Each line of the data below that includes the string "SimConfig" must be copied.
__________________________________________________
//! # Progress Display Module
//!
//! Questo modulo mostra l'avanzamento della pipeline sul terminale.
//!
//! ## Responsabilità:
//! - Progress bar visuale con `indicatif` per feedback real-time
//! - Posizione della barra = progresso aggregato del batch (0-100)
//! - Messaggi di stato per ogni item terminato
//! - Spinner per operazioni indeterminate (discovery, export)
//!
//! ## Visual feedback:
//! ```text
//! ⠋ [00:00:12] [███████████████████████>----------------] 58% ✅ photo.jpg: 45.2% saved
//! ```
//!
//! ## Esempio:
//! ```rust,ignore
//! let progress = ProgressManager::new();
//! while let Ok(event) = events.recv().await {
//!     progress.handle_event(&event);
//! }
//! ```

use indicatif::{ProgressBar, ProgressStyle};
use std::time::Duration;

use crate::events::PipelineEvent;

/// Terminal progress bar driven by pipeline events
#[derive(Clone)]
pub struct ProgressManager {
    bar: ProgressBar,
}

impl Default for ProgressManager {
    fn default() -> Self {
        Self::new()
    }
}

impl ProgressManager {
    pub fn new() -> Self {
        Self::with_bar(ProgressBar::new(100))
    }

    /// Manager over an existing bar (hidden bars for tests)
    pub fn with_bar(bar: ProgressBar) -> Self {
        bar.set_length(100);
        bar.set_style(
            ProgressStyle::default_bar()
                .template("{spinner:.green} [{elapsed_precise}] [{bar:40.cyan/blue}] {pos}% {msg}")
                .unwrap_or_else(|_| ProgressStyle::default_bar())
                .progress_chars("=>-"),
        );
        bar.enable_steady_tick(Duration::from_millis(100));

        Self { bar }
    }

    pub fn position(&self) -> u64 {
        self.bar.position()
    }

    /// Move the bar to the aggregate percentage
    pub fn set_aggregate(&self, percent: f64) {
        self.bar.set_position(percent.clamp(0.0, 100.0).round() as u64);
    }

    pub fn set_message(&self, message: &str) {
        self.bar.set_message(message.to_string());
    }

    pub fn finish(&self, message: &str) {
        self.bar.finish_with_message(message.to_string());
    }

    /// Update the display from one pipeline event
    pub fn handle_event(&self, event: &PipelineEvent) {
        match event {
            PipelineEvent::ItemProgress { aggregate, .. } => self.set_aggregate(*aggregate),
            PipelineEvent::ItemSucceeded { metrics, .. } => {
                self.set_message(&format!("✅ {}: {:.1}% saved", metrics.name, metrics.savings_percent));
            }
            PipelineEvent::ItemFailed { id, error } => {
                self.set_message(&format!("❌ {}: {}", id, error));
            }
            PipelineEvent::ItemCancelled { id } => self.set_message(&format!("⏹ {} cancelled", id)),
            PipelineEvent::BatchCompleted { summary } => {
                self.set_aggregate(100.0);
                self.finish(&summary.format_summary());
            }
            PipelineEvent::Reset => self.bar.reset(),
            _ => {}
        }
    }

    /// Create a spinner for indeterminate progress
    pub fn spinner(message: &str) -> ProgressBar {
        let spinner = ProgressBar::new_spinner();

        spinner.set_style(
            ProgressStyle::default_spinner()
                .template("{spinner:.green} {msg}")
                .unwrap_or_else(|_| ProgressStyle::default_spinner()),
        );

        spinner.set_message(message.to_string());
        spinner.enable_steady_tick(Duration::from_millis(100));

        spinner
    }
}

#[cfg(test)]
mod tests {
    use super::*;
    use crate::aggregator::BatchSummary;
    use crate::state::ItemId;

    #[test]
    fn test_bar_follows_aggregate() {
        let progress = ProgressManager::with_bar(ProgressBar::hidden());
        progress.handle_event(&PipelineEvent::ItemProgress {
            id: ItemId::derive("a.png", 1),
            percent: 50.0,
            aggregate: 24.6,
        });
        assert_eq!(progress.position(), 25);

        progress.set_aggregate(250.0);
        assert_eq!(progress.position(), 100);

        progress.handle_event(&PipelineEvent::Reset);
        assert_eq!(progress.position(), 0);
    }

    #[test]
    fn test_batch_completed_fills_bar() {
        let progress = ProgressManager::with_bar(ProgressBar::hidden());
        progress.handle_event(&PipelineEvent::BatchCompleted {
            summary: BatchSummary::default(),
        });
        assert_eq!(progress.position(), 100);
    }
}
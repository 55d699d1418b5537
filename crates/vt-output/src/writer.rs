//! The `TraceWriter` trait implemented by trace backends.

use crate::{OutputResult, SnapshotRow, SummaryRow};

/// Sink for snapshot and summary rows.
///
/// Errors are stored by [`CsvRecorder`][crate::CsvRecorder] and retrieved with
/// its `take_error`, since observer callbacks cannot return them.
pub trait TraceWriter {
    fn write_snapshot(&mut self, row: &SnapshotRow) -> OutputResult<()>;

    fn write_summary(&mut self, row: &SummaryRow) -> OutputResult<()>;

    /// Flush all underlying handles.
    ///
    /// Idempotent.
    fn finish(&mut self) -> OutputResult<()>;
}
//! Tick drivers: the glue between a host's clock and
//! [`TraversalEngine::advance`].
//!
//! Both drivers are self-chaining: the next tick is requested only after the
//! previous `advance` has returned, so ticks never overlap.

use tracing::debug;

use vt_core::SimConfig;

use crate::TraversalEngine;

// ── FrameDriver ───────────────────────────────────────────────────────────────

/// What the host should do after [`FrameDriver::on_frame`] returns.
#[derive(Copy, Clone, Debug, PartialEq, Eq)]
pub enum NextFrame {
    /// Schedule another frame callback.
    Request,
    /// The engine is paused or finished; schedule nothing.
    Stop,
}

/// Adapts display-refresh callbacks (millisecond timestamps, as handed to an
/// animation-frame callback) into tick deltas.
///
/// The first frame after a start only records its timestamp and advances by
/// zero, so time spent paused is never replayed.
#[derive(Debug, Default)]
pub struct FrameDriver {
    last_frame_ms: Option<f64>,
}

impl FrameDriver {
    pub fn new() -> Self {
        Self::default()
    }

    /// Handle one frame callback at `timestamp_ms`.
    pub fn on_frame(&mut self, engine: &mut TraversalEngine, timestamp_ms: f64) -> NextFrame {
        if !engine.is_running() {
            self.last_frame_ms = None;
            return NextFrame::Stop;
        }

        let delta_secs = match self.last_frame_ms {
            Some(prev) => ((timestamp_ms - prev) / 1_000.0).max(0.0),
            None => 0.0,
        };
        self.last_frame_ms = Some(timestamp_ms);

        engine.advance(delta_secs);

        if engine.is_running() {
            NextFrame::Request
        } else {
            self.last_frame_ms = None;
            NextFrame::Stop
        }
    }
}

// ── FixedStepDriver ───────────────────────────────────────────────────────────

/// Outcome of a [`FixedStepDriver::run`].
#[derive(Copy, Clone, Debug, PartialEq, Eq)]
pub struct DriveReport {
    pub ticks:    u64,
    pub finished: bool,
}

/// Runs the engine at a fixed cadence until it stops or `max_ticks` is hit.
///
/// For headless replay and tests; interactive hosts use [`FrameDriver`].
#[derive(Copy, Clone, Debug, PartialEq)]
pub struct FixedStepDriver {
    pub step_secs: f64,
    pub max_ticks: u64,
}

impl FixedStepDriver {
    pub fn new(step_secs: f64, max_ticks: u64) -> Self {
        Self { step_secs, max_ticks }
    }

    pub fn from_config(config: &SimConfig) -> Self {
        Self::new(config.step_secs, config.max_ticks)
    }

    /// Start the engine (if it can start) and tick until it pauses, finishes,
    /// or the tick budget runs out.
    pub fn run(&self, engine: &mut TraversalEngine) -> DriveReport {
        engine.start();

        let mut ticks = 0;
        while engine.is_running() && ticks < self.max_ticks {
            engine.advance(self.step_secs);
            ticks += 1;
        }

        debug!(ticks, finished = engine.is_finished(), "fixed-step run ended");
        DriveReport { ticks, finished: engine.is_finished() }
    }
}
__________________________________________________
#### Final answer
use vt_core::SimConfig;
    pub fn from_config(config: &SimConfig) -> Self {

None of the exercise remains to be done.